犬のタローと耳

 私の飼い犬のタローは、私の留守中の半年間、最初の頃は山羊の放牧に行くサジャットの父さんについていっていたが、夏の高地の放牧場には連れていってもらえず、村でサジャットの家族が面倒をみていた。昼間は私の家の周りにつながれ、夜に放されていたよう。
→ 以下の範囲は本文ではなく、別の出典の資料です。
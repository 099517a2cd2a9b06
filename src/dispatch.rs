//! Ordered, stop-on-first-claim event delegation.
//!
//! Each input event is offered to a fixed list of named handlers. The first
//! handler to return [`Claim::Claimed`] consumes the event and later handlers
//! never see it. A handler error also stops the chain; the caller decides how
//! to recover.

#[cfg(test)]
#[path = "dispatch_test.rs"]
mod dispatch_test;

use crate::error::EditorError;

/// Whether a handler consumed the event.
#[derive(Debug, Clone, Copy, PartialEq, Eq)]
pub enum Claim {
    Claimed,
    Pass,
}

/// A handler over state `S` and event `E`, emitting outputs `A`.
pub type Handler<S, E, A> = fn(&mut S, &E, &mut Vec<A>) -> Result<Claim, EditorError>;

/// A handler with the name reported back by [`try_handlers`].
pub type Route<S, E, A> = (&'static str, Handler<S, E, A>);

/// Outcome of offering one event to a handler chain.
#[derive(Debug, Clone, PartialEq)]
pub enum Dispatch {
    /// The named handler claimed the event.
    Claimed(&'static str),
    /// Every handler passed.
    Unclaimed,
    /// The named handler failed; the event is considered consumed.
    Failed { by: &'static str, error: EditorError },
}

impl Dispatch {
    #[must_use]
    pub fn claimed_by(&self) -> Option<&'static str> {
        match self {
            Self::Claimed(name) => Some(name),
            _ => None,
        }
    }
}

/// Offer `event` to `routes` in order, stopping at the first claim or error.
pub fn try_handlers<S, E, A>(state: &mut S, event: &E, out: &mut Vec<A>, routes: &[Route<S, E, A>]) -> Dispatch {
    for (name, handler) in routes {
        match handler(state, event, out) {
            Ok(Claim::Claimed) => return Dispatch::Claimed(name),
            Ok(Claim::Pass) => {}
            Err(error) => return Dispatch::Failed { by: name, error },
        }
    }
    Dispatch::Unclaimed
}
 6月で1歳になったタローは、メス犬の後を追いかけるようになって、餌も食べずに出かけっぱなしの時もあり、体中ノミだらけになり痩せ細った。あまりのノミの数に、サジャットの父さんが虫駆除スプレーをタローに撒いてノミが減ったという。私はそのスプレーでタローがさらに弱ったと推測するが、サジャットの家族たちもタローのために良かれと思ってやったので、文句は言えない。ただ「スプレーは犬にも害をおよぼすんだよ。私だったらスプレーよりシャンプーしてやるけどね」と言っただけ。

 

 可笑しいのは、数人の村人にこう言われたことだ。「バーバの犬は一時えらくやせ細って死ぬんじゃないかと思ったほどだよ。やっぱり、耳を切ってないから、他のオス犬とメスの奪い合いになるときに、耳を噛まれて不利になって負けちゃって、あんなに痩せたんだよ

 

  カラーシャや遊牧民のオス犬は、小さい頃に両耳を切られる運命だ。私はタローの耳はそのままにした。「どうして切らないのか。俺が切ってやるよ」とずい分言われたけど、「耳が必要だから、神様がくれたんじゃない。日本でもどこでも犬の耳は切らないよ」と断固として頑張ったのだ。耳を切られたワン公は、なんかとぼけた顔になるか、狼ようなに野性味のある顔になるか、とにかく犬顔から少しずれた顔になる。

 

 

 6ヶ月ぶりに再会した時、タローはうちの裏側につながれて丸まって寝ていた。私が声をかけると、ほんの一瞬ポカーンとした顔をしたが、すぐに顔を私の服にグイグイ押し付けて喜んだ。それ以降は、もうサジャットの父さんに付いていくこともなく(たまに付いていってもらいたい時もあるのに)、もうべったり私のそばにいる。最初は確かに痩せていたが、今は河原や斜面をダッシュで走りまわり(とにかくタローは走るのが大好き)、餌もバランスを考えて与えているので、健康体になっている。